_DATA UNDER STUDY_.
++++++

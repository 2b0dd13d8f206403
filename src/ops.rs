//! Evaluation semantics shared by the direct and stepwise evaluators.
//!
//! Everything here is a pure function of already-evaluated operands (plus
//! the environment for call setup), so the two evaluators can only differ in
//! *when* they evaluate sub-expressions, never in what an operation yields.

use std::cell::RefCell;
use std::cmp::Ordering;
use std::collections::{BTreeMap, HashMap};
use std::rc::Rc;

use crate::ast::{BlockStatement, ClassStatement, InfixOp, PrefixOp};
use crate::builtins::{self, Builtin};
use crate::environment::{Env, Environment, ScopeKind};
use crate::object::{
    BoundMethod, Class, Function, HashKey, HashObject, HashPair, Instance, Object,
};

fn integer_overflow() -> Object {
    Object::error("integer overflow")
}

fn division_by_zero() -> Object {
    Object::error("division by zero")
}

fn unknown_infix(left: &Object, operator: InfixOp, right: &Object) -> Object {
    Object::error(format!(
        "unknown operator: {} {} {}",
        left.object_type(),
        operator,
        right.object_type()
    ))
}

// ─────────────────────────────────────────────────────────────────────────────
// Operators
// ─────────────────────────────────────────────────────────────────────────────

pub fn apply_prefix(operator: PrefixOp, right: &Object) -> Object {
    match (operator, right) {
        (PrefixOp::Not, value) => Object::Boolean(!value.is_truthy()),
        (PrefixOp::Negate, Object::Integer(n)) => {
            n.checked_neg().map_or_else(integer_overflow, Object::Integer)
        }
        (PrefixOp::Negate, Object::Float(n)) => Object::Float(-n),
        (PrefixOp::Negate, other) => {
            Object::error(format!("unknown operator: -{}", other.object_type()))
        }
    }
}

/// Apply a binary operator to two evaluated operands. `&&`/`||` arrive here
/// only when the left operand did not short-circuit.
pub fn apply_infix(operator: InfixOp, left: &Object, right: &Object) -> Object {
    if operator.is_logical() {
        return Object::Boolean(match operator {
            InfixOp::And => left.is_truthy() && right.is_truthy(),
            _ => left.is_truthy() || right.is_truthy(),
        });
    }

    match (left, right) {
        (Object::Integer(l), Object::Integer(r)) => integer_infix(operator, *l, *r),

        (Object::Integer(_) | Object::Float(_), Object::Integer(_) | Object::Float(_)) => {
            float_infix(operator, as_float(left), as_float(right))
        }

        (Object::Str(l), Object::Str(r)) => string_infix(operator, l, r),

        _ => match operator {
            InfixOp::Eq => Object::Boolean(values_equal(left, right)),
            InfixOp::NotEq => Object::Boolean(!values_equal(left, right)),
            _ if left.object_type() != right.object_type() => Object::error(format!(
                "type mismatch: {} {} {}",
                left.object_type(),
                operator,
                right.object_type()
            )),
            _ => unknown_infix(left, operator, right),
        },
    }
}

/// Short-circuit outcome of `&&`/`||` given only the left operand.
pub fn short_circuit(operator: InfixOp, left: &Object) -> Option<Object> {
    match operator {
        InfixOp::And if !left.is_truthy() => Some(Object::Boolean(false)),
        InfixOp::Or if left.is_truthy() => Some(Object::Boolean(true)),
        _ => None,
    }
}

fn as_float(value: &Object) -> f64 {
    match value {
        Object::Integer(n) => *n as f64,
        Object::Float(n) => *n,
        _ => f64::NAN,
    }
}

fn integer_infix(operator: InfixOp, l: i64, r: i64) -> Object {
    let checked = |value: Option<i64>| value.map_or_else(integer_overflow, Object::Integer);

    match operator {
        InfixOp::Add => checked(l.checked_add(r)),
        InfixOp::Sub => checked(l.checked_sub(r)),
        InfixOp::Mul => checked(l.checked_mul(r)),
        InfixOp::Div if r == 0 => division_by_zero(),
        InfixOp::Div => checked(l.checked_div(r)),
        InfixOp::Mod if r == 0 => division_by_zero(),
        InfixOp::Mod => checked(l.checked_rem(r)),
        InfixOp::Lt => Object::Boolean(l < r),
        InfixOp::Gt => Object::Boolean(l > r),
        InfixOp::LtEq => Object::Boolean(l <= r),
        InfixOp::GtEq => Object::Boolean(l >= r),
        InfixOp::Eq => Object::Boolean(l == r),
        InfixOp::NotEq => Object::Boolean(l != r),
        InfixOp::And | InfixOp::Or => {
            unknown_infix(&Object::Integer(l), operator, &Object::Integer(r))
        }
    }
}

fn float_infix(operator: InfixOp, l: f64, r: f64) -> Object {
    match operator {
        InfixOp::Add => Object::Float(l + r),
        InfixOp::Sub => Object::Float(l - r),
        InfixOp::Mul => Object::Float(l * r),
        InfixOp::Div | InfixOp::Mod if r == 0.0 => division_by_zero(),
        InfixOp::Div => Object::Float(l / r),
        InfixOp::Mod => Object::Float(l % r),
        InfixOp::Lt => Object::Boolean(l < r),
        InfixOp::Gt => Object::Boolean(l > r),
        InfixOp::LtEq => Object::Boolean(l <= r),
        InfixOp::GtEq => Object::Boolean(l >= r),
        InfixOp::Eq => Object::Boolean(l == r),
        InfixOp::NotEq => Object::Boolean(l != r),
        InfixOp::And | InfixOp::Or => {
            unknown_infix(&Object::Float(l), operator, &Object::Float(r))
        }
    }
}

fn string_infix(operator: InfixOp, l: &str, r: &str) -> Object {
    let ordering = l.cmp(r);

    match operator {
        InfixOp::Add => {
            let mut joined = String::with_capacity(l.len() + r.len());
            joined.push_str(l);
            joined.push_str(r);
            Object::Str(joined)
        }
        InfixOp::Eq => Object::Boolean(ordering == Ordering::Equal),
        InfixOp::NotEq => Object::Boolean(ordering != Ordering::Equal),
        InfixOp::Lt => Object::Boolean(ordering == Ordering::Less),
        InfixOp::Gt => Object::Boolean(ordering == Ordering::Greater),
        InfixOp::LtEq => Object::Boolean(ordering != Ordering::Greater),
        InfixOp::GtEq => Object::Boolean(ordering != Ordering::Less),
        _ => unknown_infix(
            &Object::Str(l.to_owned()),
            operator,
            &Object::Str(r.to_owned()),
        ),
    }
}

/// Structural for arrays and hashes, identity for functions, classes and
/// instances, numeric across integer and float.
pub fn values_equal(left: &Object, right: &Object) -> bool {
    match (left, right) {
        (Object::Integer(l), Object::Integer(r)) => l == r,
        (Object::Integer(_) | Object::Float(_), Object::Integer(_) | Object::Float(_)) => {
            as_float(left) == as_float(right)
        }
        (Object::Str(l), Object::Str(r)) => l == r,
        (Object::Boolean(l), Object::Boolean(r)) => l == r,
        (Object::Null, Object::Null) => true,
        (Object::Array(l), Object::Array(r)) => {
            Rc::ptr_eq(l, r)
                || (l.len() == r.len() && l.iter().zip(r.iter()).all(|(a, b)| values_equal(a, b)))
        }
        (Object::Hash(l), Object::Hash(r)) => {
            Rc::ptr_eq(l, r)
                || (l.pairs.len() == r.pairs.len()
                    && l.pairs.iter().all(|(key, pair)| {
                        r.pairs
                            .get(key)
                            .is_some_and(|other| values_equal(&pair.value, &other.value))
                    }))
        }
        (Object::Function(l), Object::Function(r)) => Rc::ptr_eq(l, r),
        (Object::Builtin(l), Object::Builtin(r)) => l == r,
        (Object::Class(l), Object::Class(r)) => Rc::ptr_eq(l, r),
        (Object::Instance(l), Object::Instance(r)) => Rc::ptr_eq(l, r),
        (Object::BoundMethod(l), Object::BoundMethod(r)) => {
            Rc::ptr_eq(&l.receiver, &r.receiver) && Rc::ptr_eq(&l.method, &r.method)
        }
        (Object::Error(l), Object::Error(r)) => l == r,
        _ => false,
    }
}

++++++

_YOUR INSTRUCTIONS_. Copy all lines from the material that hold "pairs".

_TASK SOLUTION_.
                || (l.pairs.len() == r.pairs.len()
                    && l.pairs.iter().all(|(key, pair)| {
                        r.pairs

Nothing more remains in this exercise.